Ein Ministerium gegen die Einsamkeit
Die Wissenschaftler rund um die Psychologin Maike Luhmann befragten im Rahmen des jährlich erscheinenden sozio-ökonomischen Panels über 12 000 Privathaushalte in Deutschland und kamen ebenfalls zu dem Schluss, dass jüngere Erwachsene und alte Menschen ab 85 mit knapp 15 Prozent überdurchschnittlich häufig von Einsamkeit betroffen sind. Luhmann und ihre Kollegen befanden, dass Einsamkeit auch ursächlich für viele Krankheiten wie etwa Depression sein könne. Der Ulmer Hirnforscher Manfred Spitzer geht sogar noch einen Schritt weiter. In seinem Buch „Einsamkeit – die unerkannte Krankheit“ schreibt er, dass Einsamkeit „die Todesursache Nummer eins in den westlichen Ländern“ sei. Das chronische Gefühl des Verlassenseins könne vor allem die Risikofaktoren für eine Herz-Kreislauf-Erkrankung begünstigen, aber auch einfache Infekte wahrscheinlicher machen. Für diese Thesen wurde Manfred Spitzer heftig kritisiert.
Fest steht jedoch: Menschen sind soziale Wesen. Sie brauchen das Gegenüber, den Ansprechpartner, das Korrektiv, um erfüllt und produktiv zu sein. Einsamkeit tut auf Dauer keinem gut.
In Großbritannien hat man sich des Problems von politischer Seite angenommen. Die Inselbewohner haben inzwischen eine „Ministerin gegen Einsamkeit“. Tracey Crouch kümmert sich um all diejenigen im Königreich, die das Gefühl haben, nirgendwo so richtig dazuzugehören: Das ist immerhin jeder siebte Brite.

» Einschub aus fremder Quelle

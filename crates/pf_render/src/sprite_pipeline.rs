//! Textured, alpha-blended quad pipeline.
//!
//! Bind group 0 holds the camera uniform (one per frame), bind group 1 the
//! sprite texture + sampler (switched per draw call).

use crate::texture::Texture;
use crate::vertex::SpriteVertex;

pub struct SpritePipeline {
    pub render_pipeline: wgpu::RenderPipeline,
    pub camera_bind_group_layout: wgpu::BindGroupLayout,
    pub texture_bind_group_layout: wgpu::BindGroupLayout,
}

impl SpritePipeline {
    pub fn new(device: &wgpu::Device, surface_format: wgpu::TextureFormat) -> Self {
        let shader = device.create_shader_module(wgpu::ShaderModuleDescriptor {
            label: Some("Sprite Shader"),
            source: wgpu::ShaderSource::Wgsl(include_str!("sprite.wgsl").into()),
        });

        let camera_bind_group_layout =
            device.create_bind_group_layout(&wgpu::BindGroupLayoutDescriptor {
                label: Some("Camera Bind Group Layout"),
                entries: &[wgpu::BindGroupLayoutEntry {
                    binding: 0,
                    visibility: wgpu::ShaderStages::VERTEX,
                    ty: wgpu::BindingType::Buffer {
                        ty: wgpu::BufferBindingType::Uniform,
                        has_dynamic_offset: false,
                        min_binding_size: None,
                    },
                    count: None,
                }],
            });

        let texture_bind_group_layout =
            device.create_bind_group_layout(&wgpu::BindGroupLayoutDescriptor {
                label: Some("Sprite Texture Bind Group Layout"),
                entries: &[
                    wgpu::BindGroupLayoutEntry {
                        binding: 0,
                        visibility: wgpu::ShaderStages::FRAGMENT,
                        ty: wgpu::BindingType::Texture {
                            multisampled: false,
                            view_dimension: wgpu::TextureViewDimension::D2,
                            sample_type: wgpu::TextureSampleType::Float { filterable: true },
                        },
                        count: None,
                    },
                    wgpu::BindGroupLayoutEntry {
                        binding: 1,
                        visibility: wgpu::ShaderStages::FRAGMENT,
                        ty: wgpu::BindingType::Sampler(wgpu::SamplerBindingType::Filtering),
                        count: None,
                    },
                ],
            });

        let layout = device.create_pipeline_layout(&wgpu::PipelineLayoutDescriptor {
            label: Some("Sprite Pipeline Layout"),
            bind_group_layouts: &[&camera_bind_group_layout, &texture_bind_group_layout],
            push_constant_ranges: &[],
        });

        let render_pipeline = device.create_render_pipeline(&wgpu::RenderPipelineDescriptor {
            label: Some("Sprite Pipeline"),
            layout: Some(&layout),
            vertex: wgpu::VertexState {
                module: &shader,
                entry_point: Some("vs_main"),
                buffers: &[SpriteVertex::layout()],
                compilation_options: Default::default(),
            },
            fragment: Some(wgpu::FragmentState {
                module: &shader,
                entry_point: Some("fs_main"),
                targets: &[Some(wgpu::ColorTargetState {
                    format: surface_format,
                    blend: Some(wgpu::BlendState::ALPHA_BLENDING),
                    write_mask: wgpu::ColorWrites::ALL,
                })],
                compilation_options: Default::default(),
            }),
            primitive: wgpu::PrimitiveState {
                topology: wgpu::PrimitiveTopology::TriangleList,
                // The y-down projection flips winding, so no culling.
                cull_mode: None,
                ..Default::default()
            },
            depth_stencil: None,
            multisample: wgpu::MultisampleState::default(),
            multiview: None,
            cache: None,
        });

        Self {
            render_pipeline,
            camera_bind_group_layout,
            texture_bind_group_layout,
        }
    }

    pub fn create_camera_bind_group(
        &self,
        device: &wgpu::Device,
        camera_buffer: &wgpu::Buffer,
    ) -> wgpu::BindGroup {
        device.create_bind_group(&wgpu::BindGroupDescriptor {
            label: Some("Camera Bind Group"),
            layout: &self.camera_bind_group_layout,
            entries: &[wgpu::BindGroupEntry {
                binding: 0,
                resource: camera_buffer.as_entire_binding(),
            }],
        })
    }

    pub fn create_texture_bind_group(
        &self,
        device: &wgpu::Device,
        texture: &Texture,
    ) -> wgpu::BindGroup {
        device.create_bind_group(&wgpu::BindGroupDescriptor {
            label: Some("Sprite Texture Bind Group"),
            layout: &self.texture_bind_group_layout,
            entries: &[
                wgpu::BindGroupEntry {
                    binding: 0,
                    resource: wgpu::BindingResource::TextureView(&texture.view),
                },
                wgpu::BindGroupEntry {
                    binding: 1,
                    resource: wgpu::BindingResource::Sampler(&texture.sampler),
                },
            ],
        })
    }
}
//! Frame-cycle animation: a running clock mapped onto a list of frames.
//!
//! Every animated entity in the game cycles a flat list of images at a fixed
//! rate and indexes it modulo its length. The animator only tracks time; the
//! frame list lives with the entity so flipped/unflipped or per-variant lists
//! can share one clock.
//!
//! Timing is integer microseconds so advancement is identical across runs.

#[derive(Debug, Clone, Copy, PartialEq, Eq)]
pub struct FrameAnimator {
    pub frame_duration_us: u64,
    pub elapsed_us: u64,
}

impl FrameAnimator {
    /// Animator advancing `frames_per_second` frames each second.
    pub fn new(frames_per_second: u32) -> Self {
        Self {
            frame_duration_us: 1_000_000 / u64::from(frames_per_second.max(1)),
            elapsed_us: 0,
        }
    }

    pub fn tick(&mut self, dt_us: u64) {
        self.elapsed_us = self.elapsed_us.wrapping_add(dt_us);
    }

    pub fn reset(&mut self) {
        self.elapsed_us = 0;
    }

    /// Frames elapsed since the last reset, unbounded.
    pub fn frame_count(&self) -> u64 {
        self.elapsed_us / self.frame_duration_us
    }

    /// Current frame index into a list of `len` frames (0 for an empty list).
    pub fn index(&self, len: usize) -> usize {
        if len == 0 {
            return 0;
        }
        (self.frame_count() % len as u64) as usize
    }
}

#[cfg(test)]
mod tests {
    use super::*;

    #[test]
    fn index_advances_with_elapsed_time() {
        let mut anim = FrameAnimator::new(10);
        assert_eq!(anim.index(4), 0);

        anim.tick(50_000);
        assert_eq!(anim.index(4), 0);

        anim.tick(60_000);
        assert_eq!(anim.index(4), 1);
    }

    #[test]
    fn index_wraps_modulo_len() {
        let mut anim = FrameAnimator::new(10);
        anim.tick(450_000);
        assert_eq!(anim.frame_count(), 4);
        assert_eq!(anim.index(3), 1);
    }

    #[test]
    fn reset_returns_to_first_frame() {
        let mut anim = FrameAnimator::new(5);
        anim.tick(900_000);
        assert_ne!(anim.index(8), 0);
        anim.reset();
        assert_eq!(anim.index(8), 0);
    }

    #[test]
    fn empty_frame_list_maps_to_zero() {
        let mut anim = FrameAnimator::new(10);
        anim.tick(1_000_000);
        assert_eq!(anim.index(0), 0);
    }

    #[test]
    fn determinism_identical_results() {
        let dt = 8_333u64;
        let mut a = FrameAnimator::new(12);
        let mut b = FrameAnimator::new(12);
        for _ in 0..500 {
            a.tick(dt);
            b.tick(dt);
            assert_eq!(a.index(6), b.index(6));
        }
        assert_eq!(a, b);
    }
}
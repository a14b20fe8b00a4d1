//! CPU-side sprite batching. The whole scene is rebuilt into one vertex and
//! index list each frame. Consecutive quads sharing a texture are merged into
//! a single draw call.

use pf_render::vertex::QUAD_INDICES;
use pf_render::SpriteVertex;

use crate::assets::ImageId;
use crate::collision::CollisionGrid;
use crate::game::Game;
use crate::rect::FRect;

const WHITE: [f32; 4] = [1.0, 1.0, 1.0, 1.0];
const SOLID_DEBUG_COLOR: [f32; 4] = [0.15, 0.9, 0.15, 0.35];
const HITBOX_DEBUG_COLOR: [f32; 4] = [1.0, 0.3, 0.3, 0.5];
const PROBE_DEBUG_COLOR: [f32; 4] = [1.0, 1.0, 0.2, 0.9];

#[derive(Debug, Clone, Copy, PartialEq, Eq, Hash)]
pub enum TextureKey {
    Image(ImageId),
    /// 1x1 white, tinted by vertex colour.
    DebugWhite,
}

/// A contiguous run of indices drawn with one texture binding.
#[derive(Debug, Clone, PartialEq, Eq)]
pub struct DrawCall {
    pub texture: TextureKey,
    pub index_start: u32,
    pub index_count: u32,
}

#[derive(Debug, Default)]
pub struct SceneMesh {
    pub vertices: Vec<SpriteVertex>,
    pub indices: Vec<u32>,
    pub draw_calls: Vec<DrawCall>,
}

impl SceneMesh {
    pub fn with_quad_capacity(quads: usize) -> Self {
        Self {
            vertices: Vec::with_capacity(quads * 4),
            indices: Vec::with_capacity(quads * 6),
            draw_calls: Vec::with_capacity(16),
        }
    }

    pub fn add_quad(&mut self, texture: TextureKey, rect: &FRect, flip_x: bool, color: [f32; 4]) {
        let base_index = self.vertices.len() as u32;
        self.vertices.extend_from_slice(&SpriteVertex::quad(
            rect.x, rect.y, rect.w, rect.h, flip_x, color,
        ));
        let draw_start = self.indices.len() as u32;
        self.indices
            .extend(QUAD_INDICES.iter().map(|index| base_index + index));
        push_draw_call(&mut self.draw_calls, texture, draw_start, 6);
    }

    #[cfg(test)]
    pub fn quad_count(&self) -> usize {
        self.vertices.len() / 4
    }
}

/// Everything visible in `view`, back to front, with optional collision
/// overlays on top.
pub fn build_scene_mesh(game: &Game, view: &FRect, collision_debug: bool) -> SceneMesh {
    let sprites = game.draw_order();
    let mut mesh = SceneMesh::with_quad_capacity(sprites.len() + 8);

    for sprite in sprites {
        if !sprite.rect.intersects(view) {
            continue;
        }
        mesh.add_quad(
            TextureKey::Image(sprite.image),
            &sprite.rect,
            sprite.flip_x,
            WHITE,
        );
    }

    if collision_debug {
        let grid = game.grid();
        for cell in grid.solids_iter() {
            let rect = grid.cell_rect(*cell);
            if rect.intersects(view) {
                mesh.add_quad(TextureKey::DebugWhite, &rect, false, SOLID_DEBUG_COLOR);
            }
        }
        if let Some(player) = game.player() {
            mesh.add_quad(
                TextureKey::DebugWhite,
                &player.hitbox,
                false,
                HITBOX_DEBUG_COLOR,
            );
            mesh.add_quad(
                TextureKey::DebugWhite,
                &CollisionGrid::floor_probe(&player.hitbox),
                false,
                PROBE_DEBUG_COLOR,
            );
        }
    }

    mesh
}

/// Append a draw call, merging with the previous one when the texture matches
/// and the indices are contiguous.
fn push_draw_call(
    draw_calls: &mut Vec<DrawCall>,
    texture: TextureKey,
    index_start: u32,
    index_count: u32,
) {
    if let Some(last) = draw_calls.last_mut() {
        let contiguous = last.index_start + last.index_count == index_start;
        if last.texture == texture && contiguous {
            last.index_count += index_count;
            return;
        }
    }
    draw_calls.push(DrawCall {
        texture,
        index_start,
        index_count,
    });
}

/// Texture rebinds the draw list will cost.
pub fn count_texture_binds(draw_calls: &[DrawCall]) -> usize {
    let mut binds = 0;
    let mut last = None;
    for draw in draw_calls {
        if last != Some(draw.texture) {
            binds += 1;
            last = Some(draw.texture);
        }
    }
    binds
}

#[cfg(test)]
mod tests {
    use super::*;
    use crate::game::tests::test_game;

    fn rect(x: f32) -> FRect {
        FRect::new(x, 0.0, 10.0, 10.0)
    }

    #[test]
    fn same_texture_quads_merge_into_one_call() {
        let mut mesh = SceneMesh::default();
        let a = TextureKey::Image(ImageId::from_index(0));
        let b = TextureKey::Image(ImageId::from_index(1));
        mesh.add_quad(a, &rect(0.0), false, WHITE);
        mesh.add_quad(a, &rect(10.0), false, WHITE);
        mesh.add_quad(b, &rect(20.0), false, WHITE);
        mesh.add_quad(a, &rect(30.0), false, WHITE);

        assert_eq!(mesh.quad_count(), 4);
        assert_eq!(mesh.indices.len(), 24);
        assert_eq!(
            mesh.draw_calls,
            vec![
                DrawCall {
                    texture: a,
                    index_start: 0,
                    index_count: 12
                },
                DrawCall {
                    texture: b,
                    index_start: 12,
                    index_count: 6
                },
                DrawCall {
                    texture: a,
                    index_start: 18,
                    index_count: 6
                },
            ]
        );
        assert_eq!(count_texture_binds(&mesh.draw_calls), 3);
        assert_eq!(&mesh.indices[6..12], &[4, 5, 6, 4, 6, 7]);
    }

    #[test]
    fn sprites_outside_view_are_culled() {
        let game = test_game(1);
        let everything = FRect::new(-10_000.0, -10_000.0, 40_000.0, 40_000.0);
        let all = build_scene_mesh(&game, &everything, false);
        assert_eq!(all.quad_count(), game.world().len());

        // Left quarter of the level: 5 floor tiles, decoration, player.
        let left = FRect::new(0.0, 0.0, 320.0, 512.0);
        let culled = build_scene_mesh(&game, &left, false);
        assert_eq!(culled.quad_count(), 7);
    }

    #[test]
    fn collision_debug_adds_overlay_quads_last() {
        let game = test_game(1);
        let view = FRect::new(0.0, 0.0, 1920.0, 512.0);
        let plain = build_scene_mesh(&game, &view, false);
        let debug = build_scene_mesh(&game, &view, true);
        // Every solid cell, the hitbox and the floor probe.
        assert_eq!(debug.quad_count(), plain.quad_count() + 30 + 2);
        assert_eq!(
            debug.draw_calls.last().map(|d| d.texture),
            Some(TextureKey::DebugWhite)
        );
    }
}
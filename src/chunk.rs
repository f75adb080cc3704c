//! Chunk type and chunk-size planning.
//!
//! The planner is a pure function so sizing behavior can be unit tested
//! without touching the engine or the memory probes.

use std::borrow::Cow;
use std::sync::Arc;

use crate::constants::TARGET_CHUNK_COUNT;

/// A bounded-size contiguous slice of the job's input, the unit of parallel
/// work. Immutable once created; ownership moves from the dispatcher to
/// whichever worker dequeues it.
#[derive(Debug, Clone)]
pub struct Chunk {
    /// Monotonically increasing id, assigned in source order starting at 0.
    pub id: u64,
    pub data: Arc<Vec<u8>>,
}

impl Chunk {
    pub fn len(&self) -> usize {
        self.data.len()
    }

    pub fn is_empty(&self) -> bool {
        self.data.is_empty()
    }

    /// Chunk contents as text. Chunk boundaries are byte-aligned, so a
    /// fragment may start or end inside a multi-byte sequence; decoding is
    /// lossy at the edges.
    pub fn as_text(&self) -> Cow<'_, str> {
        String::from_utf8_lossy(&self.data)
    }
}

/// Pick a chunk size for a job.
///
/// Aims for roughly [`TARGET_CHUNK_COUNT`] chunks so progress reporting stays
/// smooth, while capping per-worker resident memory at
/// `available_memory * memory_target_fraction / workers`. The floor wins over
/// a scarce memory ceiling: processing degrades to slower-but-safe rather
/// than failing.
pub fn plan_chunk_size(
    total_bytes: u64,
    available_memory: u64,
    workers: usize,
    min_bytes: u64,
    max_bytes: u64,
    memory_target_fraction: f64,
) -> u64 {
    let target_memory = (available_memory as f64 * memory_target_fraction) as u64;
    let suggested = (total_bytes / TARGET_CHUNK_COUNT).max(min_bytes);
    let memory_ceiling = target_memory / workers.max(1) as u64;
    suggested
        .min(memory_ceiling)
        .min(max_bytes)
        .max(min_bytes)
}

/// Number of chunks a job of `total_bytes` splits into.
pub fn chunk_count(total_bytes: u64, chunk_size: u64) -> u64 {
    if chunk_size == 0 {
        return 0;
    }
    total_bytes.div_ceil(chunk_size)
}

#[cfg(test)]
mod tests {
    use super::*;

    const GIB: u64 = 1024 * 1024 * 1024;

    #[test]
    fn stays_within_configured_bounds() {
        for total in [1, 1024, 1024 * 1024, 10 * GIB] {
            for workers in [1, 2, 8, 64] {
                let size = plan_chunk_size(total, 8 * GIB, workers, 4096, 1024 * 1024, 0.7);
                assert!(size >= 4096, "total={total} workers={workers}");
                assert!(size <= 1024 * 1024, "total={total} workers={workers}");
            }
        }
    }

    #[test]
    fn non_decreasing_as_total_grows() {
        let mut prev = 0;
        for total in [1024, 1024 * 1024, 100 * 1024 * 1024, GIB, 10 * GIB] {
            let size = plan_chunk_size(total, 8 * GIB, 4, 4096, 64 * 1024 * 1024, 0.7);
            assert!(size >= prev, "total={total}");
            prev = size;
        }
    }

    #[test]
    fn memory_ceiling_bounds_large_chunks() {
        // 10 GiB input and only 64 MiB available: the per-worker ceiling, not
        // the suggested total/100, decides.
        let size = plan_chunk_size(10 * GIB, 64 * 1024 * 1024, 4, 4096, GIB, 0.5);
        assert_eq!(size, 64 * 1024 * 1024 / 2 / 4);
    }

    #[test]
    fn floor_wins_over_scarce_memory() {
        let size = plan_chunk_size(10 * GIB, 1024, 8, 64 * 1024, GIB, 0.1);
        assert_eq!(size, 64 * 1024);
    }

    #[test]
    fn ten_mib_scenario() {
        let total = 10 * 1024 * 1024;
        let size = plan_chunk_size(total, 16 * GIB, 2, 50 * 1024, 10_000 * 1024, 0.7);
        // total/100 exceeds the floor and sits far below both ceilings.
        assert_eq!(size, total / 100);
        assert_eq!(chunk_count(total, size), 101);
    }

    #[test]
    fn counts_partial_trailing_chunk() {
        assert_eq!(chunk_count(100, 40), 3);
        assert_eq!(chunk_count(80, 40), 2);
        assert_eq!(chunk_count(0, 40), 0);
        assert_eq!(chunk_count(100, 0), 0);
    }
}
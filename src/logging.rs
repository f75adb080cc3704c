use tracing_subscriber::EnvFilter;

/// Install the global tracing subscriber. `RUST_LOG` overrides the default
/// `info` level. Safe to call more than once; later calls are no-ops.
pub fn init_logging() {
    let filter = EnvFilter::try_from_default_env().unwrap_or_else(|_| EnvFilter::new("info"));
    let _ = tracing_subscriber::fmt()
        .with_env_filter(filter)
        .with_target(false)
        .try_init();
}
//! # Update Bus
//!
//! Typed, throttled, asynchronous fan-out of update events to registered
//! handlers. Producers (engine observers, metrics exporters, arbitrary
//! threads) enqueue events keyed by a job or task identifier; one consumer
//! thread delivers them. Throttling drops events at the producer side, so a
//! chatty job can never flood the queue or the handlers.
//!
//! The bus is independent of the engine: it knows nothing about chunks or
//! jobs, only about [`UpdateEvent`]s.

use std::collections::HashMap;
use std::sync::atomic::{AtomicBool, Ordering};
use std::sync::{Arc, Mutex, RwLock};
use std::thread;
use std::time::{Duration, Instant};

use crossbeam_channel::{Receiver, RecvTimeoutError, SendTimeoutError, Sender, bounded};
use serde_json::Value;
use tracing::{debug, warn};

use crate::constants::{
    CUSTOM_THROTTLE, EVENT_POP_TIMEOUT, EVENT_PUSH_TIMEOUT, EVENT_QUEUE_CAPACITY,
    PROGRESS_THROTTLE, SHUTDOWN_JOIN_TIMEOUT, STATS_THROTTLE,
};
use crate::util::join_with_timeout;

#[derive(Debug, Clone, Copy, PartialEq, Eq, Hash)]
pub enum UpdateKind {
    Progress,
    Status,
    Error,
    Complete,
    Stats,
    Custom,
}

impl UpdateKind {
    pub fn as_str(self) -> &'static str {
        match self {
            UpdateKind::Progress => "progress",
            UpdateKind::Status => "status",
            UpdateKind::Error => "error",
            UpdateKind::Complete => "complete",
            UpdateKind::Stats => "stats",
            UpdateKind::Custom => "custom",
        }
    }

    fn default_throttle(self) -> Duration {
        match self {
            UpdateKind::Progress => PROGRESS_THROTTLE,
            UpdateKind::Stats => STATS_THROTTLE,
            UpdateKind::Custom => CUSTOM_THROTTLE,
            UpdateKind::Status | UpdateKind::Error | UpdateKind::Complete => Duration::ZERO,
        }
    }
}

#[derive(Debug, Clone)]
pub struct UpdateEvent {
    pub kind: UpdateKind,
    /// Job or task identifier; throttling is per (kind, key).
    pub key: String,
    pub payload: Value,
    pub enqueued_at: Instant,
}

/// Event consumer callback. Blanket-implemented for closures returning
/// `anyhow::Result<()>`. A failure is logged and never reaches the producer
/// or the sibling handlers.
pub trait UpdateHandler: Send + Sync {
    fn handle(&self, event: &UpdateEvent) -> anyhow::Result<()>;
}

impl<F> UpdateHandler for F
where
    F: Fn(&UpdateEvent) -> anyhow::Result<()> + Send + Sync,
{
    fn handle(&self, event: &UpdateEvent) -> anyhow::Result<()> {
        self(event)
    }
}

struct BusShared {
    handlers: RwLock<HashMap<UpdateKind, Vec<Arc<dyn UpdateHandler>>>>,
    throttles: RwLock<HashMap<UpdateKind, Duration>>,
    /// Last-accepted timestamp per (kind, key). Admission is a check-and-set
    /// under this lock, so two racing producers can never both be admitted
    /// inside one throttle window.
    last_accepted: Mutex<HashMap<(UpdateKind, String), Instant>>,
}

pub struct UpdateBus {
    shared: Arc<BusShared>,
    tx: Sender<UpdateEvent>,
    rx: Receiver<UpdateEvent>,
    stop: Arc<AtomicBool>,
    consumer: Mutex<Option<thread::JoinHandle<()>>>,
}

impl UpdateBus {
    pub fn new() -> Self {
        let (tx, rx) = bounded(EVENT_QUEUE_CAPACITY);
        Self {
            shared: Arc::new(BusShared {
                handlers: RwLock::new(HashMap::new()),
                throttles: RwLock::new(HashMap::new()),
                last_accepted: Mutex::new(HashMap::new()),
            }),
            tx,
            rx,
            stop: Arc::new(AtomicBool::new(false)),
            consumer: Mutex::new(None),
        }
    }

    /// Spawn the consumer thread. Idempotent while the consumer is running.
    pub fn start(&self) {
        let mut guard = self.consumer.lock().unwrap();
        if let Some(handle) = guard.as_ref() {
            if !handle.is_finished() {
                return;
            }
        }
        self.stop.store(false, Ordering::Relaxed);
        let shared = self.shared.clone();
        let rx = self.rx.clone();
        let stop = self.stop.clone();
        *guard = Some(thread::spawn(move || consumer_loop(rx, shared, stop)));
    }

    /// Signal the consumer and join it with a bounded wait. Events already
    /// queued are drained before the thread exits.
    pub fn stop(&self) {
        self.stop.store(true, Ordering::Relaxed);
        let handle = self.consumer.lock().unwrap().take();
        if let Some(handle) = handle {
            join_with_timeout(handle, SHUTDOWN_JOIN_TIMEOUT, "update bus consumer");
        }
    }

    /// Append a handler for `kind`. Handlers run in registration order.
    pub fn register_handler(&self, kind: UpdateKind, handler: impl UpdateHandler + 'static) {
        self.shared
            .handlers
            .write()
            .unwrap()
            .entry(kind)
            .or_default()
            .push(Arc::new(handler));
    }

    /// Override the minimum interval between accepted events of `kind`.
    /// `Duration::ZERO` disables throttling for that kind.
    pub fn set_throttle(&self, kind: UpdateKind, interval: Duration) {
        self.shared.throttles.write().unwrap().insert(kind, interval);
    }

    /// Enqueue an event, subject to throttling. Returns whether the event was
    /// accepted; throttled and overflow drops are silent by contract.
    pub fn publish(&self, kind: UpdateKind, key: &str, payload: Value) -> bool {
        let interval = self.throttle_for(kind);
        if !interval.is_zero() {
            let mut last = self.shared.last_accepted.lock().unwrap();
            let now = Instant::now();
            match last.get(&(kind, key.to_string())) {
                Some(prev) if now.duration_since(*prev) < interval => {
                    debug!("throttled {} event for key {key}", kind.as_str());
                    return false;
                }
                _ => {
                    last.insert((kind, key.to_string()), now);
                }
            }
        }

        let event = UpdateEvent {
            kind,
            key: key.to_string(),
            payload,
            enqueued_at: Instant::now(),
        };
        match self.tx.send_timeout(event, EVENT_PUSH_TIMEOUT) {
            Ok(()) => true,
            Err(SendTimeoutError::Timeout(_)) => {
                warn!(
                    "update queue full; dropping {} event for key {key}",
                    kind.as_str()
                );
                false
            }
            Err(SendTimeoutError::Disconnected(_)) => {
                warn!("update queue disconnected; dropping {} event", kind.as_str());
                false
            }
        }
    }

    pub fn queue_progress(&self, key: &str, payload: Value) -> bool {
        self.publish(UpdateKind::Progress, key, payload)
    }

    pub fn queue_status(&self, key: &str, payload: Value) -> bool {
        self.publish(UpdateKind::Status, key, payload)
    }

    pub fn queue_error(&self, key: &str, payload: Value) -> bool {
        self.publish(UpdateKind::Error, key, payload)
    }

    pub fn queue_complete(&self, key: &str, payload: Value) -> bool {
        self.publish(UpdateKind::Complete, key, payload)
    }

    pub fn queue_stats(&self, key: &str, payload: Value) -> bool {
        self.publish(UpdateKind::Stats, key, payload)
    }

    pub fn queue_custom(&self, key: &str, payload: Value) -> bool {
        self.publish(UpdateKind::Custom, key, payload)
    }

    fn throttle_for(&self, kind: UpdateKind) -> Duration {
        self.shared
            .throttles
            .read()
            .unwrap()
            .get(&kind)
            .copied()
            .unwrap_or_else(|| kind.default_throttle())
    }
}

impl Default for UpdateBus {
    fn default() -> Self {
        Self::new()
    }
}

impl Drop for UpdateBus {
    fn drop(&mut self) {
        self.stop();
    }
}

fn consumer_loop(rx: Receiver<UpdateEvent>, shared: Arc<BusShared>, stop: Arc<AtomicBool>) {
    loop {
        match rx.recv_timeout(EVENT_POP_TIMEOUT) {
            Ok(event) => dispatch(&shared, &event),
            Err(RecvTimeoutError::Timeout) => {
                if stop.load(Ordering::Relaxed) {
                    break;
                }
            }
            Err(RecvTimeoutError::Disconnected) => break,
        }
    }
}

fn dispatch(shared: &BusShared, event: &UpdateEvent) {
    let handlers: Vec<Arc<dyn UpdateHandler>> = shared
        .handlers
        .read()
        .unwrap()
        .get(&event.kind)
        .cloned()
        .unwrap_or_default();

    for handler in handlers {
        // One misbehaving handler must not starve its siblings or halt the
        // consumer, so both errors and panics are contained here.
        let outcome =
            std::panic::catch_unwind(std::panic::AssertUnwindSafe(|| handler.handle(event)));
        match outcome {
            Ok(Ok(())) => {}
            Ok(Err(err)) => {
                warn!(
                    "update handler failed for {} event (key {}): {err:#}",
                    event.kind.as_str(),
                    event.key
                );
            }
            Err(_) => {
                warn!(
                    "update handler panicked for {} event (key {})",
                    event.kind.as_str(),
                    event.key
                );
            }
        }
    }
}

Auch in Deutschland fordern inzwischen viele die Politiker zum Handeln auf. Diakoniepräsident Ulrich Lilie sagt, der Staat könne nur die entsprechenden Räume schaffen, ausfüllen müssten diese die Bevölkerung. Etwa mit lokalen Bündnissen um Kirchengemeinden oder Sportvereine herum. Die Evangelische Gesellschaft in Stuttgart hat das Thema Einsamkeit seit zwei Jahrzehnten auf der Agenda. 1999 wurde der Besuchsdienst „Vierte Lebensphase“ gegründet, bei dem Ehrenamtliche regelmäßig an zwei Stunden in der Woche einen Menschen besuchen, der von Einsamkeit betroffen ist. Rund 250 Ehrenamtliche sind im Einsatz, die auch die Treffen zu schätzen wissen, bei denen es um Austausch und Wissen zu Gesprächsführung und zu den Grenzen des eigenen Engagements geht. Fachkräfte kümmern sich um die Vermittlung und bemühen sich, dass Besuchte und Besucher auch zueinander passen. Meistens klappt das gut.
Der Soziologe Janosch Schobin von der Uni Kassel hat kürzlich bei einem Vortrag vor diesen Ehrenamtlichen Einblicke in Kulturen gegeben, in denen Einsamkeit anders bewertet wird. Schobin hat Studien und Statistisken aus 30 Ländern ausgewertet.
In Chile werden auch die positiven Seiten der Einsamkeit gesehen.
Foto: qayyaq/pixelio
In osteuropäischen Ländern wie Polen und der Ukraine spiele die soziale Isolation im Alter eine viel größere Rolle als in Deutschland – die Auflösung traditioneller Familienverbände treffe die älteren Menschen dort härter. Bei Interviews in Chile hat Schobin dagegen erfahren, dass Einsamkeit nicht nur negativ erlebt, sondern als zeitlich begrenzte Episode auf dem Lebensweg betrachtet wird. „Die Einsamkeit zeigt sich, um dich neu zu erfinden“, „einsam kann auch eine Blume in der Wüste sein“, „Einsamkeit kann einen stärken“, so die Aussagen der Befragten. Dass Einsamkeit in Deutschland als Epidemie wahrgenommen wird, hänge damit zusammen, dass unsere Gesellschaft immer älter wird – und das Gefühl des Alleinseins bei über 70-Jährigen zunehme.
„Wir leben in Sorge vor der Vereinsamung“, sagt Janosch Schobin. Dabei, so urteilt er, werde hier im europäischen Vergleich viel getan, um Einsamkeit im Alter zu lindern.